Il ressort du dossier que, le 6 novembre 2014, alors que la chef de service en titre étant absente, la suppléante désignée par celle-ci a proposé de mettre en place pour la journée un « challenge » consistant pour les salariés à se soumettre à une « danse du balais » lors de chaque contrat commercialisé, avec en guise de « gage » pour l’équipe perdante de nettoyer les bureaux de l’équipe adverse ; que plusieurs salariés, dont Mme X, ont exprimé leur opposition à cet exercice qu’ils ont estimé « dégradant et humiliant » ; qu’il n’est pas contesté qu’en définitive cet exercice n’a pas été organisé ; que, le lendemain vendredi 7 novembre 2014, la chef de service en titre, Mme Y, a, en fin d’après midi, organisé une réunion sur ce sujet ; qu’alors que Mme Y félicitait l’organisatrice de l’exercice, Mme X s’est emportée ; que Mme Y a, de façon ferme, clôt le débat, Mme X réagissant en jetant à terre son stylo et son cahier, et criant qu’elle « allait se jeter par la fenêtre » ;
Il ressort de ce qui précède que ces circonstances ne permettent pas de caractériser la « violente altercation ayant causé une émotion intense » alléguée par Mme Z X, mais tout au plus une réaction de sa part, qui, en tout état de cause, ne saurait revêtir la qualification d’accident du travail dès lors que le certificat médical initial, établi plusieurs semaines après les faits, n’apparaît pas se rapporter à l’évènement du 7 décembre 2014.

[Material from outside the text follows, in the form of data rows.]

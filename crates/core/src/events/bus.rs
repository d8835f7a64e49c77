//! In-process event fan-out.

use std::sync::Arc;

use async_trait::async_trait;
use tokio::sync::RwLock;
use tracing::{debug, info, warn};

use super::error::EventError;
use super::types::LedgerEvent;

/// Reacts to published events.
#[async_trait]
pub trait EventSubscriber: Send + Sync {
    /// Name used in logs.
    fn name(&self) -> &str;

    /// Handles one event.
    ///
    /// # Errors
    ///
    /// Returns an `EventError` when the event could not be handled. The bus
    /// logs it and moves on.
    async fn handle(&self, event: &LedgerEvent) -> Result<(), EventError>;
}

/// Fans events out to registered subscribers.
///
/// Clones share the same subscriber list.
#[derive(Clone, Default)]
pub struct EventBus {
    subscribers: Arc<RwLock<Vec<Arc<dyn EventSubscriber>>>>,
}

impl EventBus {
    /// Creates a bus with no subscribers.
    #[must_use]
    pub fn new() -> Self {
        Self::default()
    }

    /// Registers a subscriber.
    pub async fn subscribe(&self, subscriber: Arc<dyn EventSubscriber>) {
        info!(subscriber = %subscriber.name(), "Registered event subscriber");
        self.subscribers.write().await.push(subscriber);
    }

    /// Delivers an event to every subscriber.
    ///
    /// Never fails: the event describes something already committed.
    pub async fn publish(&self, event: LedgerEvent) {
        // Snapshot under the read lock, then release before awaiting handlers
        let subscribers: Vec<_> = self.subscribers.read().await.iter().cloned().collect();

        debug!(event = event.name(), subscribers = subscribers.len(), "Publishing event");

        for subscriber in subscribers {
            if let Err(err) = subscriber.handle(&event).await {
                warn!(
                    subscriber = %subscriber.name(),
                    event = event.name(),
                    error = %err,
                    "Event subscriber failed"
                );
            }
        }
    }

    /// Number of registered subscribers.
    pub async fn subscriber_count(&self) -> usize {
        self.subscribers.read().await.len()
    }
}

#[cfg(test)]
mod tests {
    use super::*;
    use fiscalhost_shared::types::{AccountId, OrderId};
    use std::sync::atomic::{AtomicUsize, Ordering};

    struct Counting(AtomicUsize);

    #[async_trait]
    impl EventSubscriber for Counting {
        fn name(&self) -> &str {
            "counting"
        }

        async fn handle(&self, _event: &LedgerEvent) -> Result<(), EventError> {
            self.0.fetch_add(1, Ordering::SeqCst);
            Ok(())
        }
    }

    struct Failing;

    #[async_trait]
    impl EventSubscriber for Failing {
        fn name(&self) -> &str {
            "failing"
        }

        async fn handle(&self, _event: &LedgerEvent) -> Result<(), EventError> {
            Err(EventError::Subscriber {
                subscriber: "failing".into(),
                message: "boom".into(),
            })
        }
    }

    fn cancelled() -> LedgerEvent {
        LedgerEvent::OrderCancelled {
            order_id: OrderId::new(),
            contributor: AccountId::new(),
            reason: "test".into(),
        }
    }

    #[tokio::test]
    async fn test_failing_subscriber_does_not_stop_delivery() {
        let bus = EventBus::new();
        let counting = Arc::new(Counting(AtomicUsize::new(0)));
        bus.subscribe(Arc::new(Failing)).await;
        bus.subscribe(counting.clone()).await;

        bus.publish(cancelled()).await;
        bus.publish(cancelled()).await;

        assert_eq!(counting.0.load(Ordering::SeqCst), 2);
    }

    #[tokio::test]
    async fn test_clones_share_subscribers() {
        let bus = EventBus::new();
        let clone = bus.clone();
        bus.subscribe(Arc::new(Failing)).await;
        assert_eq!(clone.subscriber_count().await, 1);
    }
}
//! In-memory implementations of the storage and provider traits.
//!
//! Used by the unit tests and by dry runs that must not touch the database.
//! Each store keeps its state behind one lock so a commit is applied
//! all-or-nothing, matching the transactional guarantees of the SQL stores.

mod events;
mod fx;
mod ledger_store;
mod processor;
mod subscription_store;

pub use events::RecordingSubscriber;
pub use fx::StaticFxRates;
pub use ledger_store::InMemoryLedgerStore;
pub use processor::StubProcessor;
pub use subscription_store::InMemorySubscriptionStore;
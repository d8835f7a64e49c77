//! Subscription repository for recurring billing state.
//!
//! Claims are conditional `UPDATE`s: a sweep only wins the row when the
//! charge number and due date it read are still current and no unexpired
//! claim is held. Saves are fenced by the claim token.

use async_trait::async_trait;
use chrono::{DateTime, Utc};
use fiscalhost_core::billing::{BillingError, ClaimGuard, Subscription, SubscriptionClaim, SubscriptionStore};
use fiscalhost_core::orders::{Order, OrderStatus};
use fiscalhost_shared::types::{OrderId, SubscriptionId};
use sea_orm::sea_query::Expr;
use sea_orm::{
    ColumnTrait, Condition, DatabaseConnection, DbErr, EntityTrait, QueryFilter, QueryOrder,
    QuerySelect,
};
use tracing::debug;
use uuid::Uuid;

use super::error::RepositoryError;
use super::mapping::{
    count_to_row, order_active_model, order_from_model, subscription_active_model,
    subscription_from_model,
};
use crate::entities::{orders, subscriptions};

fn store_error(err: DbErr) -> BillingError {
    RepositoryError::from(err).into()
}

/// Subscription repository implementing `SubscriptionStore`.
#[derive(Debug, Clone)]
pub struct SubscriptionRepository {
    db: DatabaseConnection,
}

impl SubscriptionRepository {
    /// Creates a new subscription repository.
    #[must_use]
    pub const fn new(db: DatabaseConnection) -> Self {
        Self { db }
    }

    /// Inserts an order.
    ///
    /// # Errors
    ///
    /// Returns an error if the row cannot be encoded or inserted.
    pub async fn insert_order(&self, order: &Order) -> Result<(), BillingError> {
        let model = order_active_model(order, Utc::now())?;
        orders::Entity::insert(model)
            .exec_without_returning(&self.db)
            .await
            .map_err(store_error)?;
        Ok(())
    }

    /// Inserts a subscription. Its order must already exist.
    ///
    /// # Errors
    ///
    /// Returns an error if the row cannot be encoded or inserted.
    pub async fn insert_subscription(&self, subscription: &Subscription) -> Result<(), BillingError> {
        let model = subscription_active_model(subscription, Utc::now())?;
        subscriptions::Entity::insert(model)
            .exec_without_returning(&self.db)
            .await
            .map_err(store_error)?;
        Ok(())
    }
}

#[async_trait]
impl SubscriptionStore for SubscriptionRepository {
    async fn find_due(
        &self,
        now: DateTime<Utc>,
        limit: u64,
    ) -> Result<Vec<Subscription>, BillingError> {
        let rows = subscriptions::Entity::find()
            .filter(subscriptions::Column::IsActive.eq(true))
            .filter(subscriptions::Column::NextChargeDate.lte(now))
            .order_by_asc(subscriptions::Column::NextChargeDate)
            .order_by_asc(subscriptions::Column::Id)
            .limit(limit)
            .all(&self.db)
            .await
            .map_err(store_error)?;

        rows.into_iter()
            .map(|row| subscription_from_model(row).map_err(BillingError::from))
            .collect()
    }

    async fn find_by_order(&self, order_id: OrderId) -> Result<Option<Subscription>, BillingError> {
        let row = subscriptions::Entity::find()
            .filter(subscriptions::Column::OrderId.eq(order_id.into_inner()))
            .one(&self.db)
            .await
            .map_err(store_error)?;
        Ok(row.map(subscription_from_model).transpose()?)
    }

    async fn find_order(&self, order_id: OrderId) -> Result<Option<Order>, BillingError> {
        let row = orders::Entity::find_by_id(order_id.into_inner())
            .one(&self.db)
            .await
            .map_err(store_error)?;
        Ok(row.map(order_from_model).transpose()?)
    }

    async fn claim(
        &self,
        id: SubscriptionId,
        guard: &ClaimGuard,
        claim: SubscriptionClaim,
        now: DateTime<Utc>,
    ) -> Result<bool, BillingError> {
        let charge_number = count_to_row("charge_number", guard.charge_number)?;
        let due = match guard.next_charge_date {
            Some(date) => subscriptions::Column::NextChargeDate.eq(date),
            None => subscriptions::Column::NextChargeDate.is_null(),
        };

        let result = subscriptions::Entity::update_many()
            .col_expr(subscriptions::Column::ClaimToken, Expr::value(claim.token))
            .col_expr(subscriptions::Column::ClaimExpiresAt, Expr::value(claim.expires_at))
            .col_expr(subscriptions::Column::ClaimCharging, Expr::value(claim.charging))
            .col_expr(subscriptions::Column::UpdatedAt, Expr::value(now))
            .filter(subscriptions::Column::Id.eq(id.into_inner()))
            .filter(subscriptions::Column::IsActive.eq(true))
            .filter(subscriptions::Column::ChargeNumber.eq(charge_number))
            .filter(due)
            .filter(
                Condition::any()
                    .add(subscriptions::Column::ClaimToken.is_null())
                    .add(
                        Condition::all()
                            .add(subscriptions::Column::ClaimExpiresAt.lte(now))
                            .add(subscriptions::Column::ClaimCharging.eq(false)),
                    ),
            )
            .exec(&self.db)
            .await
            .map_err(store_error)?;

        let won = result.rows_affected == 1;
        debug!(subscription_id = %id, won, "Subscription claim attempted");
        Ok(won)
    }

    async fn save(&self, subscription: &Subscription, token: Uuid) -> Result<(), BillingError> {
        let mut released = subscription.clone();
        released.claim = None;
        let model = subscription_active_model(&released, Utc::now())?;

        let result = subscriptions::Entity::update_many()
            .set(model)
            .filter(subscriptions::Column::Id.eq(subscription.id.into_inner()))
            .filter(subscriptions::Column::ClaimToken.eq(token))
            .exec(&self.db)
            .await
            .map_err(store_error)?;

        if result.rows_affected == 0 {
            return Err(BillingError::ClaimLost(subscription.id));
        }
        Ok(())
    }

    async fn release(&self, id: SubscriptionId, token: Uuid) -> Result<(), BillingError> {
        subscriptions::Entity::update_many()
            .col_expr(subscriptions::Column::ClaimToken, Expr::value(Option::<Uuid>::None))
            .col_expr(
                subscriptions::Column::ClaimExpiresAt,
                Expr::value(Option::<DateTime<Utc>>::None),
            )
            .col_expr(subscriptions::Column::ClaimCharging, Expr::value(false))
            .filter(subscriptions::Column::Id.eq(id.into_inner()))
            .filter(subscriptions::Column::ClaimToken.eq(token))
            .exec(&self.db)
            .await
            .map_err(store_error)?;
        Ok(())
    }

    async fn update_order_status(
        &self,
        order_id: OrderId,
        status: OrderStatus,
    ) -> Result<(), BillingError> {
        let result = orders::Entity::update_many()
            .col_expr(orders::Column::Status, Expr::value(status.as_str()))
            .col_expr(orders::Column::UpdatedAt, Expr::value(Utc::now()))
            .filter(orders::Column::Id.eq(order_id.into_inner()))
            .exec(&self.db)
            .await
            .map_err(store_error)?;

        if result.rows_affected == 0 {
            return Err(BillingError::OrderNotFound(order_id));
        }
        Ok(())
    }
}
//! Currency conversion logic.
//!
//! CRITICAL: Rounding strategy for money:
//! - Every ledger amount is a whole number of minor units
//! - Round half away from zero (half-up on magnitude)
//! - Rates keep full `Decimal` precision until the final rounding

use fiscalhost_shared::types::Currency;
use rust_decimal::prelude::ToPrimitive;
use rust_decimal::{Decimal, RoundingStrategy};

use super::error::CurrencyError;

/// Rounds a value to a whole number, halves away from zero.
#[must_use]
pub fn round_half_up(value: Decimal) -> Decimal {
    value.round_dp_with_strategy(0, RoundingStrategy::MidpointAwayFromZero)
}

/// Multiplies minor units by a factor and rounds half-up.
///
/// # Errors
///
/// Returns `CurrencyError::Overflow` if the result does not fit in `i64`.
pub fn apply_rate(amount: i64, factor: Decimal) -> Result<i64, CurrencyError> {
    Decimal::from(amount)
        .checked_mul(factor)
        .map(round_half_up)
        .and_then(|v| v.to_i64())
        .ok_or(CurrencyError::Overflow {
            amount,
            rate: factor,
        })
}

/// Takes `percent` percent of a minor-unit amount, rounded half-up.
///
/// # Errors
///
/// Returns `CurrencyError::Overflow` if the result does not fit in `i64`.
pub fn percent_of(amount: i64, percent: Decimal) -> Result<i64, CurrencyError> {
    apply_rate(amount, percent / Decimal::ONE_HUNDRED)
}

/// Converts minor units of `from` into minor units of `to`.
///
/// The rate is expressed in major units (1 `from` = `rate` `to`), so the
/// result is rescaled when the two currencies have different exponents
/// (USD cents to whole yen, for example).
///
/// # Errors
///
/// Returns `CurrencyError::Overflow` if the result does not fit in `i64`.
pub fn convert_minor(
    amount: i64,
    rate: Decimal,
    from: Currency,
    to: Currency,
) -> Result<i64, CurrencyError> {
    if from == to && rate == Decimal::ONE {
        return Ok(amount);
    }

    let from_places = from.decimal_places();
    let to_places = to.decimal_places();
    let factor = if to_places >= from_places {
        rate.checked_mul(pow10(to_places - from_places))
    } else {
        rate.checked_div(pow10(from_places - to_places))
    };

    let factor = factor.ok_or(CurrencyError::Overflow { amount, rate })?;
    apply_rate(amount, factor).map_err(|_| CurrencyError::Overflow { amount, rate })
}

fn pow10(exp: u32) -> Decimal {
    Decimal::from(10_i64.pow(exp))
}

#[cfg(test)]
mod tests {
    use super::*;
    use rstest::rstest;
    use rust_decimal_macros::dec;

    #[rstest]
    #[case(dec!(2.5), dec!(3))]
    #[case(dec!(3.5), dec!(4))]
    #[case(dec!(-2.5), dec!(-3))]
    #[case(dec!(2.49), dec!(2))]
    #[case(dec!(0.5), dec!(1))]
    fn test_round_half_up(#[case] value: Decimal, #[case] expected: Decimal) {
        assert_eq!(round_half_up(value), expected);
    }

    #[test]
    fn test_percent_of() {
        assert_eq!(percent_of(4500, dec!(10)).unwrap(), 450);
        assert_eq!(percent_of(4505, dec!(10)).unwrap(), 451);
        assert_eq!(percent_of(1000, dec!(0)).unwrap(), 0);
        assert_eq!(percent_of(999, dec!(7.5)).unwrap(), 75);
    }

    #[test]
    fn test_convert_same_currency() {
        assert_eq!(
            convert_minor(5000, Decimal::ONE, Currency::Usd, Currency::Usd).unwrap(),
            5000
        );
    }

    #[test]
    fn test_convert_usd_to_eur() {
        // 50.00 USD at 0.92 = 46.00 EUR
        assert_eq!(
            convert_minor(5000, dec!(0.92), Currency::Usd, Currency::Eur).unwrap(),
            4600
        );
    }

    #[test]
    fn test_convert_rounds_half_up() {
        // 1.01 USD at 0.5 = 0.505 EUR -> 0.51 EUR
        assert_eq!(
            convert_minor(101, dec!(0.5), Currency::Usd, Currency::Eur).unwrap(),
            51
        );
    }

    #[test]
    fn test_convert_between_exponents() {
        // 10.00 USD at 150 = 1500 JPY
        assert_eq!(
            convert_minor(1000, dec!(150), Currency::Usd, Currency::Jpy).unwrap(),
            1500
        );
        // 1500 JPY at 0.0067 = 10.05 USD
        assert_eq!(
            convert_minor(1500, dec!(0.0067), Currency::Jpy, Currency::Usd).unwrap(),
            1005
        );
    }

    #[test]
    fn test_convert_negative_amount() {
        assert_eq!(
            convert_minor(-101, dec!(0.5), Currency::Usd, Currency::Eur).unwrap(),
            -51
        );
    }

    #[test]
    fn test_convert_overflow() {
        let err = convert_minor(i64::MAX, dec!(1000), Currency::Usd, Currency::Eur).unwrap_err();
        assert!(matches!(err, CurrencyError::Overflow { .. }));
    }
}
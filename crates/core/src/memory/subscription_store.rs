//! In-memory subscription store.

use std::collections::HashMap;

use async_trait::async_trait;
use chrono::{DateTime, Utc};
use fiscalhost_shared::types::{OrderId, SubscriptionId};
use tokio::sync::RwLock;
use uuid::Uuid;

use crate::billing::{BillingError, ClaimGuard, Subscription, SubscriptionClaim, SubscriptionStore};
use crate::orders::{Order, OrderStatus};

#[derive(Default)]
struct State {
    orders: HashMap<OrderId, Order>,
    subscriptions: HashMap<SubscriptionId, Subscription>,
}

/// Subscription store holding orders and subscriptions in memory.
#[derive(Default)]
pub struct InMemorySubscriptionStore {
    state: RwLock<State>,
}

impl InMemorySubscriptionStore {
    /// Creates an empty store.
    #[must_use]
    pub fn new() -> Self {
        Self::default()
    }

    /// Stores an order and its subscription.
    pub async fn insert(&self, order: Order, subscription: Subscription) {
        let mut state = self.state.write().await;
        state.orders.insert(order.id, order);
        state.subscriptions.insert(subscription.id, subscription);
    }

    /// Stores an order without a subscription.
    pub async fn insert_order(&self, order: Order) {
        self.state.write().await.orders.insert(order.id, order);
    }

    /// Stores a subscription whose order is missing.
    pub async fn insert_subscription(&self, subscription: Subscription) {
        self.state
            .write()
            .await
            .subscriptions
            .insert(subscription.id, subscription);
    }

    /// Returns the subscription of an order.
    pub async fn subscription(&self, order_id: OrderId) -> Option<Subscription> {
        let state = self.state.read().await;
        state
            .subscriptions
            .values()
            .find(|s| s.order_id == order_id)
            .cloned()
    }

    /// Returns an order's status.
    pub async fn order_status(&self, order_id: OrderId) -> Option<OrderStatus> {
        self.state.read().await.orders.get(&order_id).map(|o| o.status)
    }
}

#[async_trait]
impl SubscriptionStore for InMemorySubscriptionStore {
    async fn find_due(
        &self,
        now: DateTime<Utc>,
        limit: u64,
    ) -> Result<Vec<Subscription>, BillingError> {
        let state = self.state.read().await;
        let mut due: Vec<Subscription> = state
            .subscriptions
            .values()
            .filter(|s| s.is_due(now))
            .cloned()
            .collect();
        due.sort_by_key(|s| s.next_charge_date);
        due.truncate(usize::try_from(limit).unwrap_or(usize::MAX));
        Ok(due)
    }

    async fn find_by_order(&self, order_id: OrderId) -> Result<Option<Subscription>, BillingError> {
        Ok(self.subscription(order_id).await)
    }

    async fn find_order(&self, order_id: OrderId) -> Result<Option<Order>, BillingError> {
        Ok(self.state.read().await.orders.get(&order_id).cloned())
    }

    async fn claim(
        &self,
        id: SubscriptionId,
        guard: &ClaimGuard,
        claim: SubscriptionClaim,
        now: DateTime<Utc>,
    ) -> Result<bool, BillingError> {
        let mut state = self.state.write().await;
        match state.subscriptions.get_mut(&id) {
            Some(subscription) if subscription.claimable(guard, now) => {
                subscription.claim = Some(claim);
                Ok(true)
            }
            _ => Ok(false),
        }
    }

    async fn save(&self, subscription: &Subscription, token: Uuid) -> Result<(), BillingError> {
        let mut state = self.state.write().await;
        let stored = state
            .subscriptions
            .get_mut(&subscription.id)
            .filter(|stored| stored.claim.is_some_and(|claim| claim.token == token))
            .ok_or(BillingError::ClaimLost(subscription.id))?;
        *stored = Subscription {
            claim: None,
            ..subscription.clone()
        };
        Ok(())
    }

    async fn release(&self, id: SubscriptionId, token: Uuid) -> Result<(), BillingError> {
        let mut state = self.state.write().await;
        if let Some(stored) = state.subscriptions.get_mut(&id) {
            if stored.claim.is_some_and(|claim| claim.token == token) {
                stored.claim = None;
            }
        }
        Ok(())
    }

    async fn update_order_status(
        &self,
        order_id: OrderId,
        status: OrderStatus,
    ) -> Result<(), BillingError> {
        let mut state = self.state.write().await;
        let order = state
            .orders
            .get_mut(&order_id)
            .ok_or(BillingError::OrderNotFound(order_id))?;
        order.status = status;
        Ok(())
    }
}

Dès lors, la réalité de l’accident du travail invoqué par Mme X n’est pas démontrée, et la décision entreprise sera confirmée.
Mme Z X, qui succombe, supportera les dépens d’appel.
Il n’apparaît pas inéquitable de laisser aux parties la charge des frais irrépétibles qu’elles ont exposés ; les demandes sur ce point seront rejetées.
PAR CES MOTIFS,
La Cour, chambre sociale, statuant contradictoirement par mise à disposition de l’arrêt au greffe de la cour, après débats en audience publique et après en avoir délibéré,
CONFIRME dans toutes ses dispositions le jugement rendu le 24 juin 2019 ;
DÉBOUTE les parties de leurs autres demandes ;
Y ajoutant :
CONDAMNE Mme Z X aux dépens d’appel.
Ainsi prononcé par mise à disposition de l’arrêt au greffe de la cour, les parties en ayant été préalablement avisées dans les conditions prévues au deuxième alinéa de l’article 450 du code de procédure civile.
Et signé par Monsieur Guerric Henon, Président de Chambre et par Madame Clara Trichot-Burté, Greffier.